Harriet Hageman, senior litigation counsel for the New Civil Liberties Alliance (NCLA), filed the brief in federal district court in Wyoming.

In April 2019, USDA released a fact sheet explaining the agency’s plan to transition to RFID tags from metal ear tags for cattle and bison. The rationale behind the move is to enhance animal health officials’ ability to locate specific animals during a disease outbreak. The agency argued that an electronic ID system could reduce the number of animals involved in disease investigations and ensure animal movements from affected areas happen quickly while protecting other stakeholders in the chain.

USDA planned to implement the transition starting Dec. 31, 2019, with full implementation of the plan completed by Jan. 1, 2023.

But R-CALF challenged the plan in federal court. The group’s lawsuit said USDA lacked the legal authority to mandate RFID use and issued the plan without allowing time for public comment and without publishing it in the Federal Register. The lawsuit also accused the agency of violating the Federal Advisory Committee Act (FACA), which requires federal agencies to follow certain protocols around establishing and utilizing advisory committees.

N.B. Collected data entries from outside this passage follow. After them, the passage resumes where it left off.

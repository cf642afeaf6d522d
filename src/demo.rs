//! Synthetic gait patterns for running the pipeline without a robot.
//!
//! The generator produces the same kind of [`LegSample`] the robot reports, placing each
//! foot relative to its configured mount. Angles are placeholders: the coxa is held at
//! zero, the femur follows the body height and the tibia is fixed.

use crate::geometry::{LegIndex, RobotGeometry, LEG_COUNT};
use crate::sample::LegSample;
use nalgebra::Point3;
use std::f64::consts::PI;
use std::fmt;
use std::str::FromStr;
use std::sync::Arc;

/// Horizontal distance from the mount to the foot assumed by the placeholder angles.
const NOMINAL_REACH: f64 = 0.23;
/// Fixed placeholder tibia angle (radians).
const NOMINAL_TIBIA: f64 = 0.8;

/// Tripod sharing phase zero; the other three legs run half a cycle apart.
const TRIPOD_GROUP_A: [u8; 3] = [0, 2, 4];

/// Movement pattern.
#[derive(Debug, Clone, Copy, PartialEq, Eq, Default)]
pub enum GaitPattern {
    /// Alternating tripods: legs 0, 2, 4 against 1, 3, 5
    #[default]
    Tripod,
    /// Sinusoidal lift travelling around the body
    Wave,
}

impl FromStr for GaitPattern {
    type Err = String;

    fn from_str(s: &str) -> Result<Self, Self::Err> {
        match s.to_lowercase().as_str() {
            "tripod" => Ok(GaitPattern::Tripod),
            "wave" => Ok(GaitPattern::Wave),
            _ => Err(format!("Unknown pattern '{s}'. Must be one of: tripod, wave")),
        }
    }
}

impl fmt::Display for GaitPattern {
    fn fmt(&self, f: &mut fmt::Formatter<'_>) -> fmt::Result {
        f.write_str(match self {
            GaitPattern::Tripod => "tripod",
            GaitPattern::Wave => "wave",
        })
    }
}

/// Gait shape parameters (meters, hertz).
#[derive(Debug, Clone, Copy, PartialEq)]
pub struct GaitParams {
    /// Peak foot lift
    pub step_height: f64,
    /// Stride length along the leg axis
    pub step_length: f64,
    /// Body height above ground
    pub body_height: f64,
    /// Gait cycles per second
    pub gait_speed: f64,
    /// Sample frames per second
    pub update_hz: f64,
}

impl Default for GaitParams {
    fn default() -> Self {
        Self {
            step_height: 0.05,
            step_length: 0.08,
            body_height: 0.28,
            gait_speed: 2.0,
            update_hz: 60.0,
        }
    }
}

/// Computes foot positions for a pattern over time.
#[derive(Debug, Clone)]
pub struct GaitGenerator {
    geometry: Arc<RobotGeometry>,
    pattern: GaitPattern,
    params: GaitParams,
}

impl GaitGenerator {
    /// Creates a generator over the configured leg mounts.
    pub fn new(geometry: Arc<RobotGeometry>, pattern: GaitPattern, params: GaitParams) -> Self {
        Self {
            geometry,
            pattern,
            params,
        }
    }

    /// Pattern in use.
    pub fn pattern(&self) -> GaitPattern {
        self.pattern
    }

    /// Parameters in use.
    pub fn params(&self) -> &GaitParams {
        &self.params
    }

    /// Sample for `leg` at `t` seconds after the start.
    pub fn sample(&self, leg: LegIndex, t: f64) -> LegSample {
        let (radial, lift) = match self.pattern {
            GaitPattern::Tripod => self.tripod_offsets(leg, t),
            GaitPattern::Wave => self.wave_offsets(leg, t),
        };

        let mount = self.geometry.leg(leg);
        let (sin, cos) = mount.mount_rotation.sin_cos();
        let z = -self.params.body_height + lift;

        LegSample {
            leg_index: leg,
            robot_timestamp_us: (t.max(0.0) * 1_000_000.0) as u64,
            body_xyz: Point3::new(
                mount.mount_position.x + radial * cos,
                mount.mount_position.y + radial * sin,
                z,
            ),
            leg_xyz: Point3::new(NOMINAL_REACH, 0.0, z),
            raw_angles: [0.0, (-z).atan2(NOMINAL_REACH), NOMINAL_TIBIA],
        }
    }

    /// Samples for all six legs at `t`.
    pub fn frame(&self, t: f64) -> [LegSample; LEG_COUNT] {
        LegIndex::ALL.map(|leg| self.sample(leg, t))
    }

    /// Stance: foot slides back along the leg axis on the ground.
    /// Swing: foot returns forward on a parabolic arc.
    fn tripod_offsets(&self, leg: LegIndex, t: f64) -> (f64, f64) {
        let p = &self.params;
        let cycle = (t * p.gait_speed).rem_euclid(1.0);
        let phase = if TRIPOD_GROUP_A.contains(&leg.get()) {
            cycle
        } else {
            (cycle + 0.5).rem_euclid(1.0)
        };

        if phase < 0.5 {
            let progress = phase / 0.5;
            (p.step_length * (0.5 - progress), 0.0)
        } else {
            let progress = (phase - 0.5) / 0.5;
            (
                p.step_length * (progress - 0.5),
                p.step_height * 4.0 * progress * (1.0 - progress),
            )
        }
    }

    fn wave_offsets(&self, leg: LegIndex, t: f64) -> (f64, f64) {
        let phase = t * 2.0 + f64::from(leg.get()) * PI / 3.0;
        let lift = self.params.step_height * 0.5 * (1.0 + phase.sin());
        let radial = 0.02 * (phase * 1.5).sin();
        (radial, lift)
    }
}

#[cfg(test)]
mod tests {
    use super::*;
    use crate::config::HexapodConfig;

    fn generator(pattern: GaitPattern) -> GaitGenerator {
        let geometry = HexapodConfig::default_config().robot_geometry().unwrap();
        GaitGenerator::new(Arc::new(geometry), pattern, GaitParams::default())
    }

    #[test]
    fn pattern_names() {
        assert_eq!("Wave".parse::<GaitPattern>(), Ok(GaitPattern::Wave));
        assert!("crawl".parse::<GaitPattern>().is_err());
        assert_eq!(GaitPattern::Tripod.to_string(), "tripod");
    }

    #[test]
    fn tripod_groups_alternate() {
        let gen = generator(GaitPattern::Tripod);
        // half a stance in: group A on the ground, group B at the top of its swing
        let frame = gen.frame(0.125);
        for sample in &frame {
            let lifted = sample.body_xyz.z > -0.28 + 1e-9;
            assert_eq!(lifted, !TRIPOD_GROUP_A.contains(&sample.leg_index.get()));
        }
        assert!((frame[1].body_xyz.z - (-0.28 + 0.05)).abs() < 1e-9);
    }

    #[test]
    fn stride_runs_along_leg_axis() {
        let gen = generator(GaitPattern::Tripod);
        // leg 0 starts its stance at the front of the stride
        let front = gen.sample(LegIndex::ALL[0], 0.0);
        let axis = 0.7854f64;
        assert!((front.body_xyz.x - (0.075 + 0.04 * axis.cos())).abs() < 1e-9);
        assert!((front.body_xyz.y - (0.075 + 0.04 * axis.sin())).abs() < 1e-9);

        // leg 1 (mounted at +90 degrees) starts its swing at the back
        let back = gen.sample(LegIndex::ALL[1], 0.0);
        assert!(back.body_xyz.x.abs() < 1e-3);
        assert!((back.body_xyz.y - (0.085 - 0.04)).abs() < 1e-3);
        assert!((back.body_xyz.z + 0.28).abs() < 1e-12);
    }

    #[test]
    fn wave_stays_within_lift_envelope() {
        let gen = generator(GaitPattern::Wave);
        for step in 0..240 {
            for sample in gen.frame(f64::from(step) / 60.0) {
                let lift = sample.body_xyz.z + 0.28;
                assert!((-1e-12..=0.05 + 1e-12).contains(&lift));
                assert_eq!(sample.leg_xyz.x, NOMINAL_REACH);
                assert_eq!(sample.raw_angles[2], NOMINAL_TIBIA);
            }
        }
    }

    #[test]
    fn timestamps_are_microseconds() {
        let gen = generator(GaitPattern::Wave);
        assert_eq!(gen.sample(LegIndex::ALL[0], 1.5).robot_timestamp_us, 1_500_000);
    }
}
//! Line-oriented transports feeding the ingestor.

use crate::error::AppResult;
use async_trait::async_trait;
use std::collections::VecDeque;
use std::path::Path;
use tokio::io::{AsyncBufRead, AsyncBufReadExt, BufReader};
use tracing::warn;

/// Longest line a transport will buffer before handing it on unterminated.
///
/// Telemetry records are under 200 bytes; anything past this is line noise or a
/// stream with no line breaks at all.
pub const MAX_LINE_LEN: usize = 4096;

/// A source of text lines.
///
/// `next_line` returns `Ok(None)` once the stream has ended; an `Err` is a transport
/// failure and also ends ingestion. Implementations must be cancel-safe at the
/// granularity of a whole line: dropping a pending `next_line` may lose at most the
/// bytes of that call.
#[async_trait]
pub trait LineTransport: Send {
    /// Waits for the next complete line, without its terminator.
    async fn next_line(&mut self) -> AppResult<Option<String>>;

    /// Releases the underlying resource.
    async fn close(&mut self) -> AppResult<()> {
        Ok(())
    }

    /// Short human-readable description for logs.
    fn describe(&self) -> String;
}

#[async_trait]
impl<T: LineTransport + ?Sized> LineTransport for Box<T> {
    async fn next_line(&mut self) -> AppResult<Option<String>> {
        (**self).next_line().await
    }

    async fn close(&mut self) -> AppResult<()> {
        (**self).close().await
    }

    fn describe(&self) -> String {
        (**self).describe()
    }
}

/// Splits a byte stream into lines on `\n`, dropping a trailing `\r`.
///
/// Bytes that are not valid UTF-8 are replaced rather than rejected, so a corrupted
/// byte costs at most one line (which will then fail to parse). A run of more than
/// `max_line_len` bytes without a break is cut and emitted as its own line.
#[derive(Debug)]
pub struct LineSplitter {
    pending: Vec<u8>,
    ready: VecDeque<String>,
    max_line_len: usize,
}

impl Default for LineSplitter {
    fn default() -> Self {
        Self::with_max_line_len(MAX_LINE_LEN)
    }
}

impl LineSplitter {
    /// Creates an empty splitter capped at [`MAX_LINE_LEN`].
    pub fn new() -> Self {
        Self::default()
    }

    /// Creates an empty splitter with a custom line cap (at least one byte).
    pub fn with_max_line_len(max_line_len: usize) -> Self {
        Self {
            pending: Vec::new(),
            ready: VecDeque::new(),
            max_line_len: max_line_len.max(1),
        }
    }

    /// Appends raw bytes, completing any lines they terminate.
    pub fn push(&mut self, bytes: &[u8]) {
        for &b in bytes {
            if b == b'\n' {
                let line = std::mem::take(&mut self.pending);
                self.ready.push_back(decode_line(&line));
                continue;
            }
            if self.pending.len() >= self.max_line_len {
                warn!(
                    max_line_len = self.max_line_len,
                    "line exceeds limit without a break, cutting it"
                );
                let line = std::mem::take(&mut self.pending);
                self.ready.push_back(decode_line(&line));
            }
            self.pending.push(b);
        }
    }

    /// Next completed line, if any.
    pub fn pop(&mut self) -> Option<String> {
        self.ready.pop_front()
    }

    /// Flushes an unterminated final line at end of stream.
    pub fn finish(&mut self) -> Option<String> {
        if let Some(line) = self.ready.pop_front() {
            return Some(line);
        }
        if self.pending.is_empty() {
            return None;
        }
        let line = std::mem::take(&mut self.pending);
        Some(decode_line(&line))
    }

    /// Bytes received since the last line break.
    pub fn pending_len(&self) -> usize {
        self.pending.len()
    }
}

fn decode_line(bytes: &[u8]) -> String {
    let bytes = bytes.strip_suffix(b"\r").unwrap_or(bytes);
    String::from_utf8_lossy(bytes).into_owned()
}

/// Lines from any buffered async reader: log files, stdin, in-memory buffers.
///
/// Lines longer than [`MAX_LINE_LEN`] are returned in pieces of at most that size.
pub struct ReaderTransport<R> {
    reader: R,
    label: String,
    buf: Vec<u8>,
    max_line_len: usize,
}

impl<R> ReaderTransport<R>
where
    R: AsyncBufRead + Unpin + Send,
{
    /// Wraps `reader`; `label` names the source in logs.
    pub fn new(reader: R, label: impl Into<String>) -> Self {
        Self {
            reader,
            label: label.into(),
            buf: Vec::with_capacity(256),
            max_line_len: MAX_LINE_LEN,
        }
    }

    /// Overrides the line cap (at least one byte).
    pub fn with_max_line_len(mut self, max_line_len: usize) -> Self {
        self.max_line_len = max_line_len.max(1);
        self
    }
}

impl ReaderTransport<BufReader<tokio::fs::File>> {
    /// Opens a captured log for replay.
    pub async fn open(path: impl AsRef<Path>) -> AppResult<Self> {
        let path = path.as_ref();
        let file = tokio::fs::File::open(path).await?;
        Ok(Self::new(BufReader::new(file), path.display().to_string()))
    }
}

impl ReaderTransport<BufReader<tokio::io::Stdin>> {
    /// Reads lines piped into the process.
    pub fn stdin() -> Self {
        Self::new(BufReader::new(tokio::io::stdin()), "stdin")
    }
}

#[async_trait]
impl<R> LineTransport for ReaderTransport<R>
where
    R: AsyncBufRead + Unpin + Send,
{
    async fn next_line(&mut self) -> AppResult<Option<String>> {
        self.buf.clear();
        loop {
            let available = self.reader.fill_buf().await?;
            if available.is_empty() {
                if self.buf.is_empty() {
                    return Ok(None);
                }
                return Ok(Some(decode_line(&self.buf)));
            }

            // one byte past the room so a break right at the cap still ends the line
            let room = self.max_line_len - self.buf.len();
            let window = &available[..available.len().min(room + 1)];
            if let Some(pos) = window.iter().position(|&b| b == b'\n') {
                self.buf.extend_from_slice(&window[..pos]);
                self.reader.consume(pos + 1);
                return Ok(Some(decode_line(&self.buf)));
            }

            let taken = window.len().min(room);
            self.buf.extend_from_slice(&window[..taken]);
            self.reader.consume(taken);
            if self.buf.len() >= self.max_line_len {
                warn!(
                    source = %self.label,
                    max_line_len = self.max_line_len,
                    "line exceeds limit without a break, cutting it"
                );
                return Ok(Some(decode_line(&self.buf)));
            }
        }
    }

    fn describe(&self) -> String {
        format!("reader({})", self.label)
    }
}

By October 2019, USDA-APHIS decided to shelve the plan after listening to producer feedback, and in February 2020, the agency filed a motion to dismiss the lawsuit. The court did dismiss the case but allowed lawyers for R-CALF to file an amended complaint alleging the USDA violated FACA by failing to comply with FACA’s procedural requirements and failing to ensure advisory committee membership was “fairly balanced in terms of the point of view represented.”

“Defendants recognized that a smooth transition to mandatory RFID technology would require input from all segments of the livestock industry to assist with a wide variety of practical and logistical issues — such as selecting a uniform technology for RFID devices,” the court document states. “Defendants therefore decided that it would be best to establish and utilize an advisory committee (consisting of USDA/APHIS personnel and representatives of the livestock industry) to assist them with that transition effort.

“They also realized that creating an advisory committee might serve to minimize widespread opposition to mandatory RFID among livestock producers.”

Kenny Fox, a rancher and a plaintiff in the case, served on the USDA-established Cattle Traceability Working Group (CTWG) until several other committee members complained the CTWG was unable to reach consensus on an RFID requirement because of Fox and other members who opposed a mandatory RFID system.

The brief goes on to say that the CTWG “morphed” into a second USDA advisory committee called the Producers Traceability Council (PTC) in the spring of 2019. The PTC was formed by excluding Fox and other opponents of mandatory RFID but the “...same APHIS officials who served on the CTWG continued to serve on the PTC, as did ear tag manufacturing representatives and other RFID advocates.”

R-CALF USA and the other plaintiffs in the lawsuit want to bar APHIS from using the recommendations and work products generated by the advisory committees to implement mandatory RFID.